### Data supplied

☆ ☆ ☆ ☆ ☆ ☆ ☆

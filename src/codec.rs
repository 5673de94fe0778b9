//! The native log line codec.
//!
//! Log records cross the boundary between the native host process and the
//! supervising process as single lines of text:
//!
//! ```text
//! [<timestamp>, "<escaped-message>"]
//! ```
//!
//! The channel is line-oriented: a pipe, a socket, or an append-only file
//! read while still being written. Because readers tail the channel, a line
//! can be observed before the writer has finished emitting it. The decoder
//! therefore never requires the closing quote or bracket: it recovers
//! whatever fields are fully present, and callers that need the final value
//! re-decode once the line terminator arrives (see [`crate::tail::read_from`]).
//!
//! # Wire format
//!
//! - Timestamp: ASCII decimal digits, no sign, milliseconds since the epoch.
//! - Message: double-quoted on encode, quotes optional on decode; `"` and
//!   `\` are escaped with a backslash, all other content passes through.
//! - Whitespace: the encoder emits exactly one space, after the comma; the
//!   decoder accepts any number of spaces after `[`, around the comma, and
//!   before `]`.
//!
//! # Truncation
//!
//! A strict parser fails closed on a half-written line, which either crashes
//! the reader or drops live log data. The decoder here is a small
//! explicit-state scanner instead: input may end in any state, and the two
//! accumulating states (timestamp digits, message characters) keep whatever
//! has arrived. Only two inputs are unrecoverable: a line that does not
//! start with `[`, and a line with no timestamp digits.

use thiserror::Error;

use crate::record::{LogRecord, TimestampMs};

/// Errors that can occur when decoding a log line.
///
/// Truncation is deliberately not represented here: a prefix of a valid
/// line decodes successfully to a partial record.
#[derive(Debug, Error, PartialEq, Eq)]
pub enum DecodeError {
    /// The line does not begin with `[` after trimming; not a log line.
    #[error("line does not begin with '['")]
    MissingBracket,

    /// No timestamp digits found after `[`; nothing safe to default to.
    #[error("no timestamp digits after '['")]
    MissingTimestamp,
}

/// Result type for decode operations.
pub type Result<T> = std::result::Result<T, DecodeError>;

/// Encodes a record as one canonical log line.
///
/// The output is deterministic: `[<millis>, "<message>"]` with `"` and `\`
/// escaped and exactly one space after the comma. Every timestamp and every
/// message encodes; there are no error conditions. Raw newlines in the
/// message pass through unescaped and are the caller's concern.
pub fn encode_line(ts: TimestampMs, message: &str) -> String {
    let mut escaped = String::with_capacity(message.len());
    for ch in message.chars() {
        if ch == '"' || ch == '\\' {
            escaped.push('\\');
        }
        escaped.push(ch);
    }
    format!("[{}, \"{}\"]", ts, escaped)
}

/// Decodes one log line, canonical or truncated.
///
/// Whitespace slack after `[`, around the comma, and before `]` is
/// accepted, as is a missing closing quote or bracket: input may stop at
/// any point after the timestamp digits, and the decoder returns the
/// timestamp plus as much of the message as has arrived. Detecting whether
/// the line was fully flushed is the caller's job (look for the trailing
/// `]` or the line terminator in the raw stream); a decode of a prefix is
/// advisory, not final.
///
/// # Errors
///
/// Returns [`DecodeError::MissingBracket`] if the trimmed input does not
/// start with `[`, and [`DecodeError::MissingTimestamp`] if no digits
/// follow it. The caller decides whether to retry with more input or
/// discard the line.
pub fn decode_line(raw: &str) -> Result<LogRecord> {
    let chars: Vec<char> = raw.trim().chars().collect();
    let mut index = 0usize;

    if chars.first() != Some(&'[') {
        return Err(DecodeError::MissingBracket);
    }
    index += 1;
    skip_spaces(&chars, &mut index);

    let ts = consume_timestamp(&chars, &mut index)?;

    skip_spaces(&chars, &mut index);
    if chars.get(index) == Some(&',') {
        index += 1;
    }
    skip_spaces(&chars, &mut index);

    let message = consume_message(&chars, &mut index);

    Ok(LogRecord::new(ts, message))
}

/// Reads the contiguous digit run following `[`.
///
/// Accumulates with saturating arithmetic so a garbage-length digit run
/// pins at `u64::MAX` instead of failing; the decoder stays total.
fn consume_timestamp(chars: &[char], index: &mut usize) -> Result<TimestampMs> {
    let start = *index;
    let mut millis: u64 = 0;
    while let Some(digit) = chars.get(*index).and_then(|ch| ch.to_digit(10)) {
        millis = millis.saturating_mul(10).saturating_add(digit as u64);
        *index += 1;
    }
    if *index == start {
        return Err(DecodeError::MissingTimestamp);
    }
    Ok(TimestampMs(millis))
}

/// Reads the message, quoted or bare, up to its terminator or end of input.
fn consume_message(chars: &[char], index: &mut usize) -> String {
    let quoted = chars.get(*index) == Some(&'"');
    if quoted {
        *index += 1;
    }

    let mut message = String::new();
    while *index < chars.len() {
        let ch = chars[*index];
        if quoted && ch == '"' {
            // closing quote: the rest of the line is framing
            break;
        }
        if !quoted && ch == ']' {
            break;
        }
        if ch == '\\' {
            *index += 1;
            match chars.get(*index) {
                Some(&escaped) => message.push(escaped),
                // input ended mid-escape; half an escape carries no content
                None => break,
            }
            *index += 1;
            continue;
        }
        message.push(ch);
        *index += 1;
    }

    if !quoted {
        // spaces ahead of the closing bracket are framing, not content
        message.truncate(message.trim_end_matches(' ').len());
    }
    message
}

fn skip_spaces(chars: &[char], index: &mut usize) {
    while chars.get(*index) == Some(&' ') {
        *index += 1;
    }
}

#[cfg(test)]
mod tests {
    use super::*;
    use proptest::prelude::*;

    fn decoded(raw: &str) -> (u64, String) {
        let record = decode_line(raw).expect("expected a decodable line");
        (record.ts.0, record.message)
    }

    mod encode {
        use super::*;

        #[test]
        fn canonical_example() {
            let line = encode_line(TimestampMs(1_700_000_000_000), "boot complete");
            assert_eq!(line, r#"[1700000000000, "boot complete"]"#);
        }

        #[test]
        fn escapes_quotes() {
            let line = encode_line(TimestampMs(1), r#"say "hi""#);
            assert_eq!(line, r#"[1, "say \"hi\""]"#);
        }

        #[test]
        fn escapes_backslashes() {
            let line = encode_line(TimestampMs(1), r"C:\logs");
            assert_eq!(line, r#"[1, "C:\\logs"]"#);
        }

        #[test]
        fn empty_message() {
            assert_eq!(encode_line(TimestampMs(0), ""), r#"[0, ""]"#);
        }

        #[test]
        fn unicode_passes_through() {
            let line = encode_line(TimestampMs(7), "héllo ☃");
            assert_eq!(line, "[7, \"héllo ☃\"]");
        }
    }

    mod decode {
        use super::*;

        #[test]
        fn rejects_non_bracketed_input() {
            assert_eq!(decode_line("not a line"), Err(DecodeError::MissingBracket));
            assert_eq!(decode_line(""), Err(DecodeError::MissingBracket));
            assert_eq!(decode_line("   "), Err(DecodeError::MissingBracket));
            assert_eq!(
                decode_line(r#"{"ts": 1}"#),
                Err(DecodeError::MissingBracket)
            );
        }

        #[test]
        fn rejects_missing_timestamp() {
            assert_eq!(
                decode_line(r#"[, "m"]"#),
                Err(DecodeError::MissingTimestamp)
            );
            assert_eq!(decode_line("["), Err(DecodeError::MissingTimestamp));
            assert_eq!(decode_line("[]"), Err(DecodeError::MissingTimestamp));
            assert_eq!(
                decode_line(r#"[ "m"]"#),
                Err(DecodeError::MissingTimestamp)
            );
        }

        #[test]
        fn canonical_line() {
            assert_eq!(
                decoded(r#"[1700000000000, "boot complete"]"#),
                (1_700_000_000_000, "boot complete".to_string())
            );
        }

        #[test]
        fn compact_line_without_space() {
            assert_eq!(decoded(r#"[123,"m"]"#), (123, "m".to_string()));
        }

        #[test]
        fn generous_whitespace() {
            assert_eq!(
                decoded(r#" [  1700000000000  ,  "boot complete" ]"#),
                (1_700_000_000_000, "boot complete".to_string())
            );
        }

        #[test]
        fn unescapes_quotes_and_backslashes() {
            assert_eq!(
                decoded(r#"[1, "say \"hi\""]"#),
                (1, r#"say "hi""#.to_string())
            );
            assert_eq!(decoded(r#"[1, "C:\\logs"]"#), (1, r"C:\logs".to_string()));
        }

        #[test]
        fn bare_message_without_quotes() {
            assert_eq!(decoded("[5, hello]"), (5, "hello".to_string()));
            assert_eq!(decoded("[5, hello world ]"), (5, "hello world".to_string()));
        }

        #[test]
        fn timestamp_only() {
            assert_eq!(decoded("[7]"), (7, String::new()));
            assert_eq!(decoded("[7 ]"), (7, String::new()));
            assert_eq!(decoded("[7, ]"), (7, String::new()));
        }

        #[test]
        fn quoted_message_preserves_inner_whitespace() {
            assert_eq!(decoded(r#"[1, " padded "]"#), (1, " padded ".to_string()));
        }

        #[test]
        fn ignores_framing_after_closing_quote() {
            assert_eq!(decoded(r#"[1, "m"  ]"#), (1, "m".to_string()));
            assert_eq!(decoded(r#"[1, "m"] trailing"#), (1, "m".to_string()));
        }

        #[test]
        fn huge_digit_run_saturates() {
            let (ts, _) = decoded(r#"[999999999999999999999999999999, "m"]"#);
            assert_eq!(ts, u64::MAX);
        }

        #[test]
        fn max_timestamp_is_exact() {
            assert_eq!(
                decoded(&format!(r#"[{}, "m"]"#, u64::MAX)),
                (u64::MAX, "m".to_string())
            );
        }
    }

    mod truncation {
        use super::*;

        #[test]
        fn trailing_bracket_dropped() {
            assert_eq!(
                decoded(r#"[1700000000000, "boot complete""#),
                (1_700_000_000_000, "boot complete".to_string())
            );
        }

        #[test]
        fn closing_quote_and_bracket_dropped() {
            assert_eq!(
                decoded(r#"[1700000000000, "boot complete"#),
                (1_700_000_000_000, "boot complete".to_string())
            );
        }

        #[test]
        fn ends_mid_separator() {
            assert_eq!(decoded("[12,"), (12, String::new()));
            assert_eq!(decoded(r#"[12, ""#), (12, String::new()));
        }

        #[test]
        fn ends_mid_timestamp() {
            // only some digits have arrived; they decode as a smaller number
            assert_eq!(decoded("[17"), (17, String::new()));
        }

        #[test]
        fn ends_mid_message() {
            assert_eq!(decoded(r#"[12, "boot co"#), (12, "boot co".to_string()));
            assert_eq!(decoded("[12, boot co"), (12, "boot co".to_string()));
        }

        #[test]
        fn ends_mid_escape_drops_the_dangling_backslash() {
            assert_eq!(decoded(r#"[1, "a\"#), (1, "a".to_string()));
        }

        proptest! {
            /// Dropping the closing bracket still recovers the full record;
            /// dropping the closing quote as well leaves any trailing
            /// whitespace of the message unprotected from the outer trim,
            /// so the recovered message is the trimmed one.
            #[test]
            fn dropped_terminators_still_decode(ts in any::<u64>(), message in any::<String>()) {
                let line = encode_line(TimestampMs(ts), &message);

                let without_bracket = &line[..line.len() - 1];
                prop_assert_eq!(
                    decode_line(without_bracket),
                    Ok(LogRecord::new(TimestampMs(ts), message.clone()))
                );

                let without_quote = &line[..line.len() - 2];
                prop_assert_eq!(
                    decode_line(without_quote),
                    Ok(LogRecord::new(TimestampMs(ts), message.trim_end()))
                );
            }

            /// Cutting an encoded line anywhere after the timestamp digits
            /// keeps the timestamp intact and yields a prefix of the
            /// message: exactly what a tailing reader sees mid-flush.
            #[test]
            fn any_cut_after_timestamp_keeps_prefix(ts in any::<u64>(), message in any::<String>()) {
                let line = encode_line(TimestampMs(ts), &message);
                let chars: Vec<char> = line.chars().collect();
                let digits_end = 1 + chars[1..]
                    .iter()
                    .take_while(|ch| ch.is_ascii_digit())
                    .count();

                for cut in digits_end..=chars.len() {
                    let prefix: String = chars[..cut].iter().collect();
                    let record = decode_line(&prefix);
                    prop_assert!(record.is_ok(), "cut at {} failed: {:?}", cut, record);
                    let record = record.unwrap();
                    prop_assert_eq!(record.ts, TimestampMs(ts));
                    prop_assert!(
                        message.starts_with(&record.message),
                        "cut at {}: {:?} is not a prefix of {:?}",
                        cut,
                        record.message,
                        message
                    );
                }
            }
        }
    }

    mod roundtrip {
        use super::*;

        proptest! {
            /// The core correctness property: decode(encode(t, m)) == (t, m)
            /// for every timestamp and every message, including quotes,
            /// backslashes, and other Unicode.
            #[test]
            fn decode_inverts_encode(ts in any::<u64>(), message in any::<String>()) {
                let line = encode_line(TimestampMs(ts), &message);
                let record = decode_line(&line);
                prop_assert_eq!(record, Ok(LogRecord::new(TimestampMs(ts), message)));
            }

            /// Space runs after `[`, around the comma, and before `]` never
            /// change the decoded record. Zero-width runs cover the compact
            /// form with no space after the comma.
            #[test]
            fn whitespace_padding_is_ignored(
                ts in any::<u64>(),
                message in any::<String>(),
                pads in prop::array::uniform4(0usize..4),
            ) {
                let canonical = encode_line(TimestampMs(ts), &message);
                // the first comma is the separator: only digits precede it
                let comma = canonical.find(',').unwrap();

                let mut padded = String::from("[");
                padded.push_str(&" ".repeat(pads[0]));
                padded.push_str(&canonical[1..comma]);
                padded.push_str(&" ".repeat(pads[1]));
                padded.push(',');
                padded.push_str(&" ".repeat(pads[2]));
                padded.push_str(&canonical[comma + 2..canonical.len() - 1]);
                padded.push_str(&" ".repeat(pads[3]));
                padded.push(']');

                let record = decode_line(&padded);
                prop_assert_eq!(record, Ok(LogRecord::new(TimestampMs(ts), message)));
            }
        }
    }
}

☆ ☆ ☆ ☆ ☆ ☆ ☆

From the entries above, show each line that includes the string "collect".

### Response area
    let chars: Vec<char> = raw.trim().chars().collect();
                let chars: Vec<char> = line.chars().collect();
                    let prefix: String = chars[..cut].iter().collect();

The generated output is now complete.